ESTRO 2021 Abstract Book

S113

ESTRO 2021

Purpose or Objective Conventional radiation treatment planning strategies intend to maximise survival and quality of life (QoL) of cancer patients but are based on subjective interpretation of how QoL is related to the dose distribution. We aim to implement a closed loop between observed QoL and treatment plan optimisation and reduce the need

of human interaction. Materials and Methods

Prospective data of 750 patients treated for head and neck cancer were analysed to find NTCP models for 20 common toxicities at 6 to 24 months after treatment. Subsequently, a linear relation between those toxicities and QoL, defined as an average of six EORTC QLQ-C30 items, was fitted with use of dimensionality reduction (PCA) and resulted in a weight factor of each toxicity with respect to QoL. The NTCP models and their weights were then used in treatment plan optimisation. Models were programmed into the optimiser of RayStation using C++ and the Raysearch Research functions API with adaptations to make the functions convex and smooth to ensure convergence. Case specific settings of the objective functions were prepared in a spread sheet and imported in RayStation with a python script. Objectives for target coverage, hot spots, and conformity were manually adjusted iteratively until the plan was clinically acceptable (see figure). The planning study was conducted with 31 patients.

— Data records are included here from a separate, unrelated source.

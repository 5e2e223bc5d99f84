//! Per-slot state of lazily populated stacks

/// Whether a stack slot holds a stored entry, a cached derived one, or nothing
#[derive(Debug, Clone, Copy, PartialEq, Eq)]
pub enum SlotState {
    /// Nothing stored yet
    Unset,
    /// Set by the caller
    Explicit,
    /// Derived from slot 0 on first read and cached
    Derived,
}

#[derive(Debug, Clone, Default)]
pub(crate) enum Slot<T> {
    #[default]
    Unset,
    Explicit(T),
    Derived(T),
}

impl<T> Slot<T> {
    pub(crate) fn get(&self) -> Option<&T> {
        match self {
            Slot::Unset => None,
            Slot::Explicit(value) | Slot::Derived(value) => Some(value),
        }
    }

    pub(crate) fn get_mut(&mut self) -> Option<&mut T> {
        match self {
            Slot::Unset => None,
            Slot::Explicit(value) | Slot::Derived(value) => Some(value),
        }
    }

    pub(crate) fn state(&self) -> SlotState {
        match self {
            Slot::Unset => SlotState::Unset,
            Slot::Explicit(_) => SlotState::Explicit,
            Slot::Derived(_) => SlotState::Derived,
        }
    }

    pub(crate) fn is_derived(&self) -> bool {
        matches!(self, Slot::Derived(_))
    }
}

/// `count` unset slots
pub(crate) fn unset_slots<T>(count: usize) -> Vec<Slot<T>> {
    std::iter::repeat_with(|| Slot::Unset).take(count).collect()
}
#![no_main]

use libfuzzer_sys::fuzz_target;
use medgeom::{Line3, PlaneFrame};
use nalgebra::{Point3, Vector3};

fuzz_target!(|data: ([f64; 3], [f64; 3], [f64; 3], [f64; 3], [f64; 3])| {
    // Plane construction, intersection and the rectangle clip must not panic
    // for any origin or normal
    let (origin_a, normal_a, origin_b, normal_b, direction) = data;

    let Ok(a) = PlaneFrame::from_origin_and_normal(&Point3::from(origin_a), &Vector3::from(normal_a))
    else {
        return;
    };
    let Ok(b) = PlaneFrame::from_origin_and_normal(&Point3::from(origin_b), &Vector3::from(normal_b))
    else {
        return;
    };

    let _ = a.is_parallel(&b);
    let _ = a.intersection_line(&b);
    let _ = a.intersect_with_plane_2d(&b);

    let line = Line3::new(Point3::from(origin_b), Vector3::from(direction));
    let _ = a.intersection_point(&line);
    let _ = a.intersection_param(&line);
    let _ = a.angle_with_line(&line);
    if let Ok((mapped, _)) = a.map_to_plane(&Point3::from(origin_b)) {
        let _ = a.map_from_plane(&mapped);
    }
});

Results QoL-guided optimisation converged properly and planning required less human interaction than with conventional planning. QoL-guided plans showed improved predicted QoL with equal target coverage. The improvement was achieved largely by decreased sparing of the parotid glands and increased sparing of other normal tissues (see table). This can be explained because the parotid glands were historically the first organs to be actively spared and have retained a very high priority in conventional planning, while this priority seems unjustified in QoL-guided optimisation.